### What is needed
Which lines below hold the word "joined"? Copy all of them.

(Stored items from a collection)
··········
//! Fleet-wide self-test with sampling and bounded concurrency.
//!
//! Each selected host gets its own pipeline task. A semaphore caps how many
//! run at once. Workers write their report exactly once into a concurrent
//! map; the pass/fail partition is built after every worker has finished.

use crate::pipeline::{panic_message, SelfTest, SessionContext};
use crate::remote::RemoteError;
use crate::stop::StopSignal;
use dashmap::DashMap;
use selftest_core::{
    seeded_rng, select_hosts, FleetRun, PipelineFailure, SamplePercent, SelectionError,
    SelfTestReport,
};
use selftest_types::HostId;
use std::collections::BTreeMap;
use std::sync::Arc;
use thiserror::Error;
use tokio::sync::Semaphore;
use tokio::task::JoinSet;

/// Failures that abort the whole fleet run.
#[derive(Debug, Clone, PartialEq, Error)]
pub enum FleetError {
    /// The platform cannot be reached at all.
    #[error("platform unreachable: {0}")]
    Unreachable(RemoteError),

    /// Invalid sampling input.
    #[error(transparent)]
    Selection(#[from] SelectionError),

    /// Concurrency must be at least one.
    #[error("concurrency must be at least 1")]
    InvalidConcurrency,
}

/// Knobs for a fleet run.
#[derive(Debug, Clone, Copy, PartialEq)]
pub struct FleetOptions {
    /// Pipelines running at once.
    pub concurrency: usize,
    /// Share of the fleet to test.
    pub sample: SamplePercent,
    /// Sampling seed; time-based when `None`.
    pub seed: Option<u64>,
    /// Run diagnostics even when requirements are unmet.
    pub ignore_requirements: bool,
}

impl Default for FleetOptions {
    fn default() -> Self {
        Self {
            concurrency: 4,
            sample: SamplePercent::ALL,
            seed: None,
            ignore_requirements: false,
        }
    }
}

type ReportObserver = Arc<dyn Fn(&SelfTestReport) + Send + Sync>;

/// Drives self-tests across many hosts.
pub struct FleetOrchestrator {
    ctx: SessionContext,
    options: FleetOptions,
    observer: Option<ReportObserver>,
}

impl FleetOrchestrator {
    /// Create an orchestrator.
    pub fn new(ctx: SessionContext, options: FleetOptions) -> Result<Self, FleetError> {
        if options.concurrency == 0 {
            return Err(FleetError::InvalidConcurrency);
        }
        Ok(Self {
            ctx,
            options,
            observer: None,
        })
    }

    /// Call `f` with each host's report as soon as it is ready.
    pub fn on_report(mut self, f: impl Fn(&SelfTestReport) + Send + Sync + 'static) -> Self {
        self.observer = Some(Arc::new(f));
        self
    }

    /// Run the fleet self-test.
    ///
    /// Fails only when the platform is unreachable before any host starts.
    /// Every selected host ends up in exactly one of `passed` or `failed`.
    pub async fn run(&self, hosts: &[HostId], stop: StopSignal) -> Result<FleetRun, FleetError> {
        let call_timeout = self.ctx.settings.provision.call_timeout;
        tokio::time::timeout(call_timeout, self.ctx.client.ping())
            .await
            .unwrap_or(Err(RemoteError::Timeout))
            .map_err(FleetError::Unreachable)?;

        let (mut rng, seed) = seeded_rng(self.options.seed);
        let selected = select_hosts(hosts, self.options.sample, &mut rng);
        tracing::info!(
            total = hosts.len(),
            selected = selected.len(),
            seed,
            concurrency = self.options.concurrency,
            "starting fleet self-test"
        );

        let reports: Arc<DashMap<HostId, SelfTestReport>> = Arc::new(DashMap::new());
        let permits = Arc::new(Semaphore::new(self.options.concurrency));
        let mut workers = JoinSet::new();

        for &host_id in &selected {
            let ctx = self.ctx.clone();
            let reports = Arc::clone(&reports);
            let permits = Arc::clone(&permits);
            let observer = self.observer.clone();
            let stop = stop.clone();
            let ignore = self.options.ignore_requirements;

            workers.spawn(async move {
                let report = match permits.acquire_owned().await {
                    Ok(_permit) if !stop.is_stopped() => {
                        SelfTest::new(&ctx, ignore).run(host_id, &stop).await
                    }
                    Ok(_) => SelfTestReport::failed(
                        host_id,
                        PipelineFailure::Cancelled("cancelled before start".into()),
                    ),
                    Err(_) => SelfTestReport::failed(
                        host_id,
                        PipelineFailure::Internal("worker pool closed".into()),
                    ),
                };
                if let Some(observer) = &observer {
                    observer(&report);
                }
                reports.insert(host_id, report);
            });
        }

        while let Some(joined) = workers.join_next().await {
            if let Err(e) = joined {
                let msg = if e.is_panic() {
                    panic_message(e.into_panic().as_ref())
                } else {
                    e.to_string()
                };
                tracing::error!("fleet worker ended abnormally: {}", msg);
            }
        }

        let mut collected: BTreeMap<HostId, SelfTestReport> = BTreeMap::new();
        for &host_id in &selected {
            let report = reports
                .remove(&host_id)
                .map(|(_, report)| report)
                .unwrap_or_else(|| {
                    SelfTestReport::failed(
                        host_id,
                        PipelineFailure::Internal("worker ended without a report".into()),
                    )
                });
            collected.insert(host_id, report);
        }

        let run = FleetRun::from_reports(selected, seed, collected);
        tracing::info!(
            passed = run.passed.len(),
            failed = run.failed.len(),
            leaked = run.leaked().len(),
            "fleet self-test finished"
        );
        Ok(run)
    }
}

impl std::fmt::Debug for FleetOrchestrator {
    fn fmt(&self, f: &mut std::fmt::Formatter<'_>) -> std::fmt::Result {
        f.debug_struct("FleetOrchestrator")
            .field("ctx", &self.ctx)
            .field("options", &self.options)
            .finish_non_exhaustive()
    }
}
··········
### Task result
        while let Some(joined) = workers.join_next().await {
            if let Err(e) = joined {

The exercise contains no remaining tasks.